:: WHAT TO DO ::
Where does the string "EvalError" occur in the entries below? Copy every line where it does.

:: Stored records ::
[Start of Attachment]

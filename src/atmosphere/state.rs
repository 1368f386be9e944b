//! Per-point atmosphere state and its fitted fields.

use rayon::prelude::*;
use thiserror::Error;

use super::config::{ConfigError, InitialConditions, PlanetConstants, SimulationConfig};
use super::grid::{GridProjection, RegularGrid};
use crate::geometry::{SpherePoint, fibonacci_sphere};
use crate::interpolation::{EvalError, FitError, FittedField, SplineSystem};

/// Scale of the Coriolis parameter, `f = CORIOLIS_SCALE · cos θ`.
pub const CORIOLIS_SCALE: f64 = 1e-5;

/// Errors raised by [`AtmosphereState`].
#[derive(Error, Debug, Clone, PartialEq)]
pub enum StateError {
    #[error("Configuration error: {0}")]
    Config(#[from] ConfigError),
    #[error("Interpolation failed: {0}")]
    Fit(#[from] FitError),
    #[error("Evaluation failed: {0}")]
    Eval(#[from] EvalError),
    #[error("Fields have not been fitted yet")]
    NotFitted,
}

/// Index-aligned per-point arrays.
///
/// Positions and the Coriolis parameter are fixed at construction; only
/// temperature and velocity change during a run.
#[derive(Debug, Clone, PartialEq)]
pub struct SampleSet {
    pub(crate) lons: Vec<f64>,
    pub(crate) lats: Vec<f64>,
    pub(crate) temps: Vec<f64>,
    pub(crate) us: Vec<f64>,
    pub(crate) vs: Vec<f64>,
    pub(crate) coriolis: Vec<f64>,
}

impl SampleSet {
    /// Places an atmosphere at rest on `points`.
    pub fn from_points(points: &[SpherePoint], initial: &InitialConditions) -> Self {
        let lons: Vec<f64> = points.iter().map(|p| p.lon).collect();
        let lats: Vec<f64> = points.iter().map(|p| p.colat).collect();
        let temps = lats.iter().map(|&t| initial.temperature_at(t)).collect();
        let coriolis = lats.iter().map(|t| CORIOLIS_SCALE * t.cos()).collect();
        let n = lats.len();
        Self {
            lons,
            lats,
            temps,
            us: vec![0.0; n],
            vs: vec![0.0; n],
            coriolis,
        }
    }

    /// Number of sample points.
    pub fn len(&self) -> usize {
        self.lats.len()
    }

    pub fn is_empty(&self) -> bool {
        self.lats.is_empty()
    }

    /// Longitudes (rad).
    pub fn lons(&self) -> &[f64] {
        &self.lons
    }

    /// Colatitudes (rad).
    pub fn lats(&self) -> &[f64] {
        &self.lats
    }

    /// Temperatures (K).
    pub fn temps(&self) -> &[f64] {
        &self.temps
    }

    /// Zonal velocity.
    pub fn us(&self) -> &[f64] {
        &self.us
    }

    /// Meridional velocity.
    pub fn vs(&self) -> &[f64] {
        &self.vs
    }

    /// Coriolis parameter.
    pub fn coriolis(&self) -> &[f64] {
        &self.coriolis
    }

    /// Mean temperature (K); NaN for an empty set.
    pub fn mean_temperature(&self) -> f64 {
        self.temps.iter().sum::<f64>() / self.temps.len() as f64
    }

    /// Returns true if every temperature and velocity is finite.
    pub fn is_finite(&self) -> bool {
        self.temps
            .iter()
            .chain(&self.us)
            .chain(&self.vs)
            .all(|x| x.is_finite())
    }
}

/// The three fields fitted at the start of a step.
#[derive(Debug, Clone)]
pub struct FieldSet {
    pub temperature: FittedField,
    pub zonal: FittedField,
    pub meridional: FittedField,
}

/// Sample arrays plus the interpolants fitted to them.
#[derive(Debug, Clone)]
pub struct AtmosphereState {
    samples: SampleSet,
    constants: PlanetConstants,
    smoothing: f64,
    system: Option<SplineSystem>,
    fields: Option<FieldSet>,
    /// False once the samples have been handed out for mutation after a fit.
    fields_current: bool,
}

impl AtmosphereState {
    /// Samples the sphere, sets the initial conditions and fits the fields.
    pub fn new(constants: PlanetConstants, config: &SimulationConfig) -> Result<Self, StateError> {
        config.validate()?;

        let points = fibonacci_sphere(config.point_count);
        let dropped = config.point_count - points.len();
        if dropped > 0 {
            tracing::debug!(
                requested = config.point_count,
                kept = points.len(),
                "dropped {dropped} sample points inside the polar caps"
            );
        }

        let samples = SampleSet::from_points(&points, &config.initial);
        let mut state = Self::from_samples(samples, constants, config.smoothing)?;
        state.refit_fields()?;
        Ok(state)
    }

    /// Wraps an existing sample set without fitting it.
    ///
    /// Fields become available after the first [`Self::refit_fields`].
    pub fn from_samples(samples: SampleSet, constants: PlanetConstants, smoothing: f64) -> Result<Self, StateError> {
        constants.validate()?;
        if !(smoothing.is_finite() && smoothing >= 0.0) {
            return Err(ConfigError::Smoothing(smoothing).into());
        }
        Ok(Self {
            samples,
            constants,
            smoothing,
            system: None,
            fields: None,
            fields_current: false,
        })
    }

    pub fn samples(&self) -> &SampleSet {
        &self.samples
    }

    pub(crate) fn samples_mut(&mut self) -> &mut SampleSet {
        self.fields_current = false;
        &mut self.samples
    }

    pub fn constants(&self) -> &PlanetConstants {
        &self.constants
    }

    pub fn smoothing(&self) -> f64 {
        self.smoothing
    }

    /// Fields from the most recent refit, if any.
    pub fn fields(&self) -> Option<&FieldSet> {
        self.fields.as_ref()
    }

    /// Returns true if the fields were fitted to the samples as they are now.
    pub fn fields_are_current(&self) -> bool {
        self.fields_current
    }

    /// Mean temperature over the sample points (K).
    pub fn mean_temperature(&self) -> f64 {
        self.samples.mean_temperature()
    }

    /// Fits temperature, zonal and meridional velocity to the current samples.
    ///
    /// The spline system is factorised on first use and reused afterwards,
    /// since sample positions never move. On error nothing is modified.
    pub fn refit_fields(&mut self) -> Result<(), FitError> {
        let system = match self.system.take() {
            Some(system) => system,
            None => SplineSystem::new(&self.samples.lats, &self.samples.lons, self.smoothing)?,
        };
        let fitted = fit_fields(&system, &self.samples);
        self.system = Some(system);
        self.fields = Some(fitted?);
        self.fields_current = true;
        Ok(())
    }

    /// Refits only if the samples changed since the last fit.
    ///
    /// A refit of unchanged samples yields the same fields, so this is
    /// interchangeable with [`Self::refit_fields`].
    pub fn ensure_fields(&mut self) -> Result<(), FitError> {
        if self.fields_current {
            return Ok(());
        }
        self.refit_fields()
    }

    /// `∂field/∂θ / radius` at every sample point.
    pub fn physical_dtheta(&self, field: &FittedField) -> Vec<f64> {
        let radius = self.constants.radius;
        self.samples
            .lats
            .par_iter()
            .zip(self.samples.lons.par_iter())
            .map(|(&theta, &phi)| field.dtheta_at(theta, phi) / radius)
            .collect()
    }

    /// `∂field/∂φ / (radius · sin θ)` at every sample point.
    pub fn physical_dphi(&self, field: &FittedField) -> Vec<f64> {
        let radius = self.constants.radius;
        self.samples
            .lats
            .par_iter()
            .zip(self.samples.lons.par_iter())
            .map(|(&theta, &phi)| field.dphi_at(theta, phi) / (radius * theta.sin()))
            .collect()
    }

    /// `(∂field/∂θ / radius, ∂field/∂φ / (radius · sin θ))` at every sample
    /// point, from one gradient evaluation per point.
    pub fn physical_gradient(&self, field: &FittedField) -> (Vec<f64>, Vec<f64>) {
        let radius = self.constants.radius;
        self.samples
            .lats
            .par_iter()
            .zip(self.samples.lons.par_iter())
            .map(|(&theta, &phi)| {
                let (dtheta, dphi) = field.angular_gradient_at(theta, phi);
                (dtheta / radius, dphi / (radius * theta.sin()))
            })
            .unzip()
    }

    /// Evaluates the current fields on `grid`. Does not modify the state.
    pub fn project_to_grid(&self, grid: &RegularGrid) -> Result<GridProjection, StateError> {
        let fields = self.fields.as_ref().ok_or(StateError::NotFitted)?;
        Ok(GridProjection {
            temperature: grid.project(&fields.temperature)?,
            zonal_velocity: grid.project(&fields.zonal)?,
            meridional_velocity: grid.project(&fields.meridional)?,
        })
    }

    /// Advances the state by one timestep, see [`super::physics::step`].
    pub fn update(&mut self, dt: f64, sun_longitude: f64) -> Result<(), StateError> {
        super::physics::step(self, dt, sun_longitude)
    }
}

fn fit_fields(system: &SplineSystem, samples: &SampleSet) -> Result<FieldSet, FitError> {
    Ok(FieldSet {
        temperature: system.fit(&samples.temps)?,
        zonal: system.fit(&samples.us)?,
        meridional: system.fit(&samples.vs)?,
    })
}

#[cfg(test)]
mod tests {
    use super::*;
    use approx::assert_relative_eq;

    fn small_config(points: usize) -> SimulationConfig {
        SimulationConfig {
            point_count: points,
            grid_resolution: 4,
            ..Default::default()
        }
    }

    #[test]
    fn new_state_is_at_rest_and_fitted() {
        let state = AtmosphereState::new(PlanetConstants::default(), &small_config(60)).unwrap();
        let s = state.samples();
        assert_eq!(s.len(), s.lons().len());
        assert_eq!(s.len(), s.temps().len());
        assert_eq!(s.len(), s.coriolis().len());
        assert!(s.us().iter().chain(s.vs()).all(|&x| x == 0.0));
        assert!(state.fields().is_some());
        assert!(state.fields_are_current());
        assert!(s.is_finite());
        for (&t, &f) in s.lats().iter().zip(s.coriolis()) {
            assert_relative_eq!(f, 1e-5 * t.cos());
        }
    }

    #[test]
    fn invalid_config_is_rejected_before_sampling() {
        let err = AtmosphereState::new(PlanetConstants::default(), &small_config(0)).unwrap_err();
        assert_eq!(err, StateError::Config(ConfigError::PointCount(0)));
    }

    #[test]
    fn too_few_points_fail_to_fit() {
        let err = AtmosphereState::new(PlanetConstants::default(), &small_config(3)).unwrap_err();
        assert!(matches!(err, StateError::Fit(FitError::InsufficientSamples { .. })));
    }

    #[test]
    fn physical_derivatives_of_rest_state() {
        let state = AtmosphereState::new(PlanetConstants::default(), &small_config(120)).unwrap();
        let fields = state.fields().unwrap();

        // Velocity is zero everywhere, so are its derivatives.
        assert!(state.physical_dtheta(&fields.zonal).iter().all(|d| d.abs() < 1e-12));
        assert!(state.physical_dphi(&fields.meridional).iter().all(|d| d.abs() < 1e-12));

        // T = 270 + 20 sin θ has ∂T/∂θ = 20 cos θ. The smoothed fit tracks it
        // well away from the sample-free polar caps.
        let radius = state.constants().radius;
        let dt = state.physical_dtheta(&fields.temperature);
        let s = state.samples();
        let max_err = s
            .lats()
            .iter()
            .zip(&dt)
            .filter(|&(&t, _)| t > 0.25 * std::f64::consts::PI && t < 0.75 * std::f64::consts::PI)
            .map(|(&t, &d)| (d * radius - 20.0 * t.cos()).abs())
            .fold(0.0, f64::max);
        assert!(max_err < 2.0, "max error {max_err}");
    }

    #[test]
    fn combined_gradient_matches_separate_partials() {
        let state = AtmosphereState::new(PlanetConstants::default(), &small_config(80)).unwrap();
        let field = &state.fields().unwrap().temperature;
        let (dtheta, dphi) = state.physical_gradient(field);
        for (a, b) in dtheta.iter().zip(&state.physical_dtheta(field)) {
            assert_relative_eq!(*a, *b, epsilon = 1e-15, max_relative = 1e-12);
        }
        for (a, b) in dphi.iter().zip(&state.physical_dphi(field)) {
            assert_relative_eq!(*a, *b, epsilon = 1e-15, max_relative = 1e-12);
        }
    }

    #[test]
    fn fields_go_stale_when_samples_are_mutated() {
        let mut state = AtmosphereState::new(PlanetConstants::default(), &small_config(40)).unwrap();
        assert!(state.fields_are_current());
        // No change to the samples, so no refit is needed.
        state.ensure_fields().unwrap();
        assert!(state.fields_are_current());

        state.samples_mut().temps[0] += 5.0;
        assert!(!state.fields_are_current());
        state.ensure_fields().unwrap();
        assert!(state.fields_are_current());

        let fresh = crate::interpolation::fit(
            state.samples().lats(),
            state.samples().lons(),
            state.samples().temps(),
            state.smoothing(),
        )
        .unwrap();
        let (t, p) = (state.samples().lats()[0], state.samples().lons()[0]);
        let fitted = &state.fields().unwrap().temperature;
        assert_relative_eq!(fitted.value_at(t, p), fresh.value_at(t, p), epsilon = 1e-9);
    }

    #[test]
    fn projection_requires_fitted_fields() {
        let points = fibonacci_sphere(30);
        let samples = SampleSet::from_points(&points, &InitialConditions::default());
        let state = AtmosphereState::from_samples(samples, PlanetConstants::default(), 4.0).unwrap();
        let grid = RegularGrid::new(3).unwrap();
        assert_eq!(state.project_to_grid(&grid).unwrap_err(), StateError::NotFitted);
    }

    #[test]
    fn projection_has_grid_shape_and_leaves_state_alone() {
        let state = AtmosphereState::new(PlanetConstants::default(), &small_config(60)).unwrap();
        let before = state.samples().clone();
        let grid = RegularGrid::new(4).unwrap();
        let proj = state.project_to_grid(&grid).unwrap();
        assert_eq!(proj.temperature.shape(), (4, 8));
        assert_eq!(proj.zonal_velocity.shape(), (4, 8));
        assert_eq!(proj.meridional_velocity.shape(), (4, 8));
        assert_eq!(state.samples(), &before);
    }

    #[test]
    fn failed_refit_leaves_state_untouched() {
        let points = [
            SpherePoint::new(0.0, 1.0),
            SpherePoint::new(2.0, 1.5),
            SpherePoint::new(4.0, 2.0),
        ];
        let samples = SampleSet::from_points(&points, &InitialConditions::default());
        let mut state = AtmosphereState::from_samples(samples.clone(), PlanetConstants::default(), 4.0).unwrap();
        assert!(state.refit_fields().is_err());
        assert!(state.ensure_fields().is_err());
        assert!(state.fields().is_none());
        assert!(!state.fields_are_current());
        assert_eq!(state.samples(), &samples);
    }
}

[End of Attachment]

:: TASK OUTPUT ::
use crate::interpolation::{EvalError, FitError, FittedField, SplineSystem};
    Eval(#[from] EvalError),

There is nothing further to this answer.